The expected family contribution (EFC) is a key factor that determines whether your teenager can receive college financial aid.

Your EFC takes into account your family income, savings and other factors. As a general rule, you as parents are expected to contribute about 6% of your savings toward your child’s education, and your child is expected to use about 35% of his or her savings for college. Your EFC is compared to the cost of attending the college your child has selected to determine financial aid eligibility.For more information, check this Department of Education page or the department’s Student Guide Web site.

Do I have to pay income tax on my summer job when I’m going to college?

You probably won’t make enough during the summer to owe any income taxes, in which case you don’t need to have any taxes withheld from your paycheck.

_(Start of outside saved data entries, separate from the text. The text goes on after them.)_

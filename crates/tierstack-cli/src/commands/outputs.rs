//! `tstk outputs` — Show realized outputs.

use clap::Args;
use tierstack_common::config::TopologyConfig;
use tierstack_common::types::{OutputPath, UnitId};
use tierstack_runtime::store::{OutputStore, RealizedUnit};

use crate::output::format_table;

/// Arguments for the `outputs` command.
#[derive(Args, Debug)]
pub struct OutputsArgs {
    /// A unit (`backend`) or a single output (`backend.service-name`).
    pub target: Option<String>,

    /// Print the state as JSON.
    #[arg(long)]
    pub json: bool,
}

/// Executes the `outputs` command.
///
/// A single output prints its bare value, for use in scripts.
///
/// # Errors
///
/// Returns an error if the target is malformed or not realized.
pub fn execute(args: &OutputsArgs, config: &TopologyConfig) -> anyhow::Result<()> {
    let store = OutputStore::load(&config.state_file)?;

    match args.target.as_deref() {
        Some(target) if target.contains('.') => {
            let path = OutputPath::parse(target)?;
            let value = store
                .output(&path.unit, &path.output)
                .ok_or_else(|| anyhow::anyhow!("output {path} is not realized"))?;
            println!("{}", value.value());
        }
        Some(unit) => {
            let id = UnitId::new(unit);
            let realized = store
                .unit(&id)
                .ok_or_else(|| anyhow::anyhow!("unit {id} is not realized"))?;
            if args.json {
                println!("{}", serde_json::to_string_pretty(realized)?);
            } else {
                print!("{}", format_table(&["UNIT", "OUTPUT", "VALUE"], &rows(realized)));
            }
        }
        None if args.json => println!("{}", serde_json::to_string_pretty(&store)?),
        None if store.is_empty() => println!("No units realized."),
        None => {
            let rows: Vec<Vec<String>> = store.units().flat_map(rows).collect();
            print!("{}", format_table(&["UNIT", "OUTPUT", "VALUE"], &rows));
        }
    }
    Ok(())
}

fn rows(unit: &RealizedUnit) -> Vec<Vec<String>> {
    unit.outputs()
        .iter()
        .map(|(name, value)| vec![unit.id().to_string(), name.clone(), value.value().to_string()])
        .collect()
}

You can skip income tax withholding altogether – and get more money now to help with school – if you didn’t owe any tax the previous year and you don’t expect to owe any this year. Ask your employer for a new W-4 form and write the word “exempt” on the line indicated.

Is a work-study program a grant?

The federal work-study program isn’t really a grant, but it isn’t a loan, either.

You are given an opportunity to work – often on campus – to help pay your school expenses. Work-study programs are administered by the college aid office and are usually open to both middle-income and low-income students. You work at the job until the full reward, say, $1,200, is earned, and then the job is over. However, you may be able to qualify for another work-study job. Work-study programs can provide you with valuable work experience as well as cash.

Can I borrow money from my children to help them pay for college?

Borrowing from your child is an offbeat way to finance a college education.

But it can work, and it may provide some valuable tax breaks. If your child has money which he or she inherited or earned, you can borrow it at fair interest rates and use the funds for his education. You may be able to deduct the interest you pay to your child, subject to investment interest rule limitations, and your child pays tax on the interest at potentially lower income tax rates.For this to work, you must have a legal obligation to repay the loan, and you and the child must have a written agreement or note.

My daughter is going to be a freshman in college. Should I pay for all four years up front?

If she has selected a college or university, the school may let you pay for all four or five years of education up front. The school gets their money all at once; you get protection from rising tuition costs. Even if tuition goes up, you won’t have to come up with more cash. These programs can be a good deal if you can afford to pay for your child’s full education all at once.

Read the plan’s fine print, however, and make sure your child is serious about completing school. Under some plans, the college keeps some or all of the money if your child drops out or transfers to another school.

Does it make sense to refinance a mortgage to pay for college?

Refinancing your mortgage to pay for college can make sense. If you get a lower interest rate, you can lower your monthly payments, thus freeing up money for college. Or, you can increase your mortgage to pay college costs. This lets you finance college expenses with a tax-deductible loan, make monthly payments over a longer period of time, and have a disciplined payment structure.

On the other hand, you reduce the equity in your home. And if you take out enough for four years of college, you will pay interest on some of the money before you need it. Depending on your situation, a home equity line of credit may be better.

Can I pay college tuition and other expenses on a monthly payment plans?

You might be able to pay college expenses monthly. More colleges and universities are allowing payment plans for tuition, fees, books, and room and board. You generally pay an extra fee, and then your monthly payments are prorated for projected annual expenses. Check with the college registrar’s office, or read the financial aid materials in the college’s application packets.

If I pay someone else’s tuition or medical bills, will I have to pay gift tax?

Not if you do it right. Be sure to pay the institution directly, and your generous help won’t count toward the annual gift-tax exclusion or mean you have to file a gift tax return.